Data shown:
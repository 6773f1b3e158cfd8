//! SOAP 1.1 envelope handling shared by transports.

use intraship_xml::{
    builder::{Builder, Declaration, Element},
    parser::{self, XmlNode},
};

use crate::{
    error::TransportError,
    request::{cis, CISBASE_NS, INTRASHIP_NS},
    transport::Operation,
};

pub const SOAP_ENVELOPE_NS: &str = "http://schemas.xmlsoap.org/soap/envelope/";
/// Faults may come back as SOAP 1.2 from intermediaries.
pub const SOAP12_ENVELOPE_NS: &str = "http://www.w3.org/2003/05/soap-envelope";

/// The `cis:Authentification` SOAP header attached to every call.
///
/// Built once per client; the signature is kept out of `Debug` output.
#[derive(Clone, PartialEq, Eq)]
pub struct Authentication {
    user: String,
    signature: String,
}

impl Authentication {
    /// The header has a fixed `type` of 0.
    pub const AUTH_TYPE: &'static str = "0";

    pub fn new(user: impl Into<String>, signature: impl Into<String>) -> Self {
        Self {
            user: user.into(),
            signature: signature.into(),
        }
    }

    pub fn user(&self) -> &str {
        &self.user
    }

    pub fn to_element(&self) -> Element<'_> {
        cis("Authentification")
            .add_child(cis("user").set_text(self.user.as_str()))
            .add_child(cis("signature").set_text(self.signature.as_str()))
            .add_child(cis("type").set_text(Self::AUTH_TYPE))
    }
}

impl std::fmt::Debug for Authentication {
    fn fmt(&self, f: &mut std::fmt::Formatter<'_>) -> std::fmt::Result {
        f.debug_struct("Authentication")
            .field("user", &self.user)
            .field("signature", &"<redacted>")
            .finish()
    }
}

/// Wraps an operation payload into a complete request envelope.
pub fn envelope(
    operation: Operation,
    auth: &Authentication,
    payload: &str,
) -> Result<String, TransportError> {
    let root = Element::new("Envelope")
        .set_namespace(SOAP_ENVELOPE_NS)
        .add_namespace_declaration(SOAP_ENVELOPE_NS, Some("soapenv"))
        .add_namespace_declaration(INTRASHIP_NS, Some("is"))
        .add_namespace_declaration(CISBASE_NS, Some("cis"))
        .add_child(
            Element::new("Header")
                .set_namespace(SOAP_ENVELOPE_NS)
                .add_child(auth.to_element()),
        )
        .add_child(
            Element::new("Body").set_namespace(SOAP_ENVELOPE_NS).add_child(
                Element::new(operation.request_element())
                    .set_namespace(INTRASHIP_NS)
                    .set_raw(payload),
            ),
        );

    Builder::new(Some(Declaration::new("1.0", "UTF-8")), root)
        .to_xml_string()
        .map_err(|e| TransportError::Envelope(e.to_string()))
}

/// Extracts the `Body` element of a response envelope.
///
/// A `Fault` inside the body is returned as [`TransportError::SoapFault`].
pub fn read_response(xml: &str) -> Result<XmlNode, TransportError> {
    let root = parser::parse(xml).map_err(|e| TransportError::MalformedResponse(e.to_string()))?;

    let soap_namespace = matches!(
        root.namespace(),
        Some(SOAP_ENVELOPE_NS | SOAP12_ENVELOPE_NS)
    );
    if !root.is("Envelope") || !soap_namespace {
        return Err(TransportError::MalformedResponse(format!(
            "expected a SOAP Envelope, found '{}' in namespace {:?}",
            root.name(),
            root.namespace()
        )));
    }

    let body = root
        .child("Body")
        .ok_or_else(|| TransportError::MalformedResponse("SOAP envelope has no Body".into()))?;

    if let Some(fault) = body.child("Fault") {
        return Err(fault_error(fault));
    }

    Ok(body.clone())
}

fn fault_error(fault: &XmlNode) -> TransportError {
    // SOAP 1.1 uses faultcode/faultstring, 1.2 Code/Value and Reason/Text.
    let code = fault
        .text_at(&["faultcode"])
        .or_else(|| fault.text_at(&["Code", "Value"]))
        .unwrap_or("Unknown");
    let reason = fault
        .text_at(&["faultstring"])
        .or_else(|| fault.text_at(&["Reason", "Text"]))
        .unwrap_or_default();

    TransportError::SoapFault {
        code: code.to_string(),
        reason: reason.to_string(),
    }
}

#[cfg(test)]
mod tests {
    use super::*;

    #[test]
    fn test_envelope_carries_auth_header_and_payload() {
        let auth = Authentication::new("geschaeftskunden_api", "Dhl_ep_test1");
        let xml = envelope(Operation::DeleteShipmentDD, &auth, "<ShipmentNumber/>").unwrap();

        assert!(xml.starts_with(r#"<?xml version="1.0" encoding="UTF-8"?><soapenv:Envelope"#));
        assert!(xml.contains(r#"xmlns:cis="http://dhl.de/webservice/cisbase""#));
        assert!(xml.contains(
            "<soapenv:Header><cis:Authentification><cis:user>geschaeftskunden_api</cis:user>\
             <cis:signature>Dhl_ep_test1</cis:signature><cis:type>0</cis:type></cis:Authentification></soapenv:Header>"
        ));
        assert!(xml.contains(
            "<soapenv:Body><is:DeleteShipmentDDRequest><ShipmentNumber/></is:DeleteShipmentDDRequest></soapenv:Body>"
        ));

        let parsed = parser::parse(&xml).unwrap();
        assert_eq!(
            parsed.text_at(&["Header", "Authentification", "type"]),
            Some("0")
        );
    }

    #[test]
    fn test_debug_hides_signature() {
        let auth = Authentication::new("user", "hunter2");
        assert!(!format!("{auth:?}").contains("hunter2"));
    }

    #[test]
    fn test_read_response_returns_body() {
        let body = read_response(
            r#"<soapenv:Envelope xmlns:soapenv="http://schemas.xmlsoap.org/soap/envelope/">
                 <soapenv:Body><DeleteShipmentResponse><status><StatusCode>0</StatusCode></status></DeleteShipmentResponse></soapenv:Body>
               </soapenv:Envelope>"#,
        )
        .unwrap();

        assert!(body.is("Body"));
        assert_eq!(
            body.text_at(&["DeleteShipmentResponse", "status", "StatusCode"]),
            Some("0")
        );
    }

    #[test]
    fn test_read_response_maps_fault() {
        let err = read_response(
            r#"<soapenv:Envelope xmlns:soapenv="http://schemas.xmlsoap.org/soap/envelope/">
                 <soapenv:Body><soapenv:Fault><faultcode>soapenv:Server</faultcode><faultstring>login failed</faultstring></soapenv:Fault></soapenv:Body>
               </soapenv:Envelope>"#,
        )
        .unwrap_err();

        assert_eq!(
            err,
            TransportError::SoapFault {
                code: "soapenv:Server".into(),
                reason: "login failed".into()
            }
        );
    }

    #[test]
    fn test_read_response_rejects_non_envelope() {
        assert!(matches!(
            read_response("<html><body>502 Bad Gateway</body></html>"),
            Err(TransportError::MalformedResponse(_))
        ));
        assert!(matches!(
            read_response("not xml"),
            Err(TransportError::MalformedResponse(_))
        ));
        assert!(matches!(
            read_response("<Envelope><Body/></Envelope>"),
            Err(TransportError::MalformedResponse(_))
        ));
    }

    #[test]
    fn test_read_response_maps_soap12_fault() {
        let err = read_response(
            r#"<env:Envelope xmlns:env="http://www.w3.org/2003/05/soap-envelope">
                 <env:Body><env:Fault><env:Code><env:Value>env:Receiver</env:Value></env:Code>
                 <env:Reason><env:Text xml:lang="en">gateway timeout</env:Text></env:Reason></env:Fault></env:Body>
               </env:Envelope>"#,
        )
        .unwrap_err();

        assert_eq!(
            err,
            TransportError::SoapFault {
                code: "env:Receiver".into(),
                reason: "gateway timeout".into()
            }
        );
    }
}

--

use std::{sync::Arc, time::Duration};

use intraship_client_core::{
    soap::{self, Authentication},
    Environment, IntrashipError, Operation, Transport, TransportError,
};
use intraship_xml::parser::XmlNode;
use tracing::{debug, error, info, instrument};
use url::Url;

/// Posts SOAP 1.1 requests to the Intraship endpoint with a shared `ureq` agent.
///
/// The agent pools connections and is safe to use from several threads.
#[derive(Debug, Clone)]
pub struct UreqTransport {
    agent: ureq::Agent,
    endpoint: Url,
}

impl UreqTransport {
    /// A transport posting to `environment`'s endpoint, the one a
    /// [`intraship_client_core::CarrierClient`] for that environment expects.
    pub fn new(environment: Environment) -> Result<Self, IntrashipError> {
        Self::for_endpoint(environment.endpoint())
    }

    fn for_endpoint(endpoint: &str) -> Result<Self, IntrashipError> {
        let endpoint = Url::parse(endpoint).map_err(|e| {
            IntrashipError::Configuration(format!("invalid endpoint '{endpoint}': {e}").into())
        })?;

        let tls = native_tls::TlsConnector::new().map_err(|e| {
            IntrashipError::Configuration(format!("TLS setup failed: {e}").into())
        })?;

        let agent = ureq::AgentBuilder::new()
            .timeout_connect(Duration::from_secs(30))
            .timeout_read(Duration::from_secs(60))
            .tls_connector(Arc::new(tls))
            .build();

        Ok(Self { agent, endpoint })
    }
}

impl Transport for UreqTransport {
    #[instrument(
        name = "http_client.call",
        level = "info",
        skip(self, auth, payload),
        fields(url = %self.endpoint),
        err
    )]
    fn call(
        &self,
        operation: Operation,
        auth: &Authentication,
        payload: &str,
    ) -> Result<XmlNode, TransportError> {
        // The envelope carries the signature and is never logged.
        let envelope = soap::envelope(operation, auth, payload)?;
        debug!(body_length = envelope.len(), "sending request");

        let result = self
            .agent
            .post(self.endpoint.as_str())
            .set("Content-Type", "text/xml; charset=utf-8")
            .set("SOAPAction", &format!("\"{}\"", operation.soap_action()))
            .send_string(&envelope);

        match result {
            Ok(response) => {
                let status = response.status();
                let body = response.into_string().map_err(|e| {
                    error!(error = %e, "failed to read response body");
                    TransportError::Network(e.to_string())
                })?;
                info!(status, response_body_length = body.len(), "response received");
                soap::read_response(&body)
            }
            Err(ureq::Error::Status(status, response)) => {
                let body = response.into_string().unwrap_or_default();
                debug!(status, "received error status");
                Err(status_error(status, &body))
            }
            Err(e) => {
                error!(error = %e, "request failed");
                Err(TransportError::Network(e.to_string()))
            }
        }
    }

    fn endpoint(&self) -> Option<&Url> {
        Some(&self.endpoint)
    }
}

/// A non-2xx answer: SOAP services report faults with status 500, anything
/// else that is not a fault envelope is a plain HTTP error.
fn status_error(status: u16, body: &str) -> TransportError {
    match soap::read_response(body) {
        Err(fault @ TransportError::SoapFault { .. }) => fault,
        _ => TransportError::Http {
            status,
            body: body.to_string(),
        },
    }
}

...

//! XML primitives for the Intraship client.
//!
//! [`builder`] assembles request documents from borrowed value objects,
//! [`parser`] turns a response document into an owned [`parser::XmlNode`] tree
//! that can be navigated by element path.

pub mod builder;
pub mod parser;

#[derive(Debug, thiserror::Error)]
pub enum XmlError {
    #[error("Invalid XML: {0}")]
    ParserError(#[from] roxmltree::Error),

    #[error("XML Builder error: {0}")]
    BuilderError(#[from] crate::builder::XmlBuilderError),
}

Your assignment: Of the lines above, copy each one that contains the word "UreqTransport".

Task result:
pub struct UreqTransport {
impl UreqTransport {
impl Transport for UreqTransport {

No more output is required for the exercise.